Ancient Greek goddess of the harvest

Azesia or Azosia (Ἀζησία) was a cultic epithet of one or more Greek goddesses, or in some cases was possibly a distinct goddess. Different sources disagree on who it was an epithet of exactly: Hesychius of Alexandria wrote that this was an epithet of Demeter, while the Byzantine encyclopedia known as the Suda describes it as an epithet of Persephone. The playwright Sophocles apparently referred to Demeter as "Azesia" in one of his lost plays. At the same time, the name features in a number of ancient Greek proverbs clearly intending to mean Persephone. It was possibly simply a variant name of Auxesia.

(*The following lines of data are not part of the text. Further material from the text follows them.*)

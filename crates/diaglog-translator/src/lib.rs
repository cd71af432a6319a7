// crates/diaglog-translator/src/lib.rs
// ============================================================================
// Module: Diagnostic Log Translator
// Description: Localized rendering of structured diagnostic log entries.
// Purpose: Resolve, localize, and interpolate message templates per entry.
// Dependencies: serde, serde_json, thiserror
// ============================================================================

//! ## Overview
//! Evaluation modules emit [`LogEntry`] records identified by module and tag.
//! This crate renders them for people: the [`Translator`] assembles every
//! module's message catalog once, keeps the process message locale in step
//! with its own, and interpolates entry arguments into the localized template.
//! Entries without a template render as their own fallback string.
//! Invariants:
//! - The catalog is built lazily, once per translator, and never mutated.
//! - Missing translations degrade to fallback text; they are never errors.
//! - Locale state is process-wide; run one translator per process (see [`global`]).

// ============================================================================
// SECTION: Modules
// ============================================================================

pub mod catalog;
pub mod entry;
pub mod environment;
pub mod events;
pub mod global;
pub mod interpolate;
pub mod locale;
pub mod localizer;
pub mod system;
pub mod translator;

// ============================================================================
// SECTION: Re-Exports
// ============================================================================

pub use catalog::Catalog;
pub use catalog::CatalogError;
pub use catalog::CatalogRegistry;
pub use catalog::DEFAULT_BASE_MODULE;
pub use catalog::ModuleList;
pub use catalog::ModuleRegistry;
pub use catalog::RegisteredModule;
pub use catalog::TranslationCatalog;
pub use entry::Level;
pub use entry::LogEntry;
pub use environment::InMemoryLocaleEnvironment;
pub use environment::LocaleEnvironment;
pub use environment::ProcessLocaleEnvironment;
pub use events::EventSink;
pub use events::EventSinkError;
pub use events::JsonLineEventSink;
pub use events::NoopEventSink;
pub use events::TranslatorEvent;
pub use locale::DEFAULT_FALLBACK_LOCALE;
pub use locale::LocaleCoordinator;
pub use localizer::MessageLocalizer;
pub use localizer::SourceText;
pub use localizer::TranslationTable;
pub use system::SYSTEM_MODULE;
pub use system::SystemCatalog;
pub use translator::Translator;
pub use translator::TranslatorBuilder;
pub use translator::TranslatorError;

The name occurred in communities throughout the Saronic Gulf paired with the goddess or hero Mnia, which mirrored similar paired goddesses or heroes of the harvest, fertility, and growth, such as Demeter and Persephone, and Auxesia and Damia (who may have been synonymous with Mnia).

The etymology and meaning of the name is unclear and the subject of some debate, and is likely derived either from an expression meaning "to dry fruits" (ἀζαίνειν τοὺς καρπούς) or one meaning "to seek" (ζητεῖν).

This goddess had a precinct in the Agora of Athens, as we know from the discovery of an ancient boundary marker.

Her name was the subject of several ancient Greek proverbs. One was "Amaia looked for Azesia", with "Amaia" being an epithet for Demeter, and Azesia in this instance indicating Persephone, and referring to Demeter's long search for her daughter after she had been kidnapped by the god Hades. It was used to refer to someone who took a long time to do something. Similarly, "Amaia has found Azesia" was an expression used to indicate that something greatly missed and sought after has been found.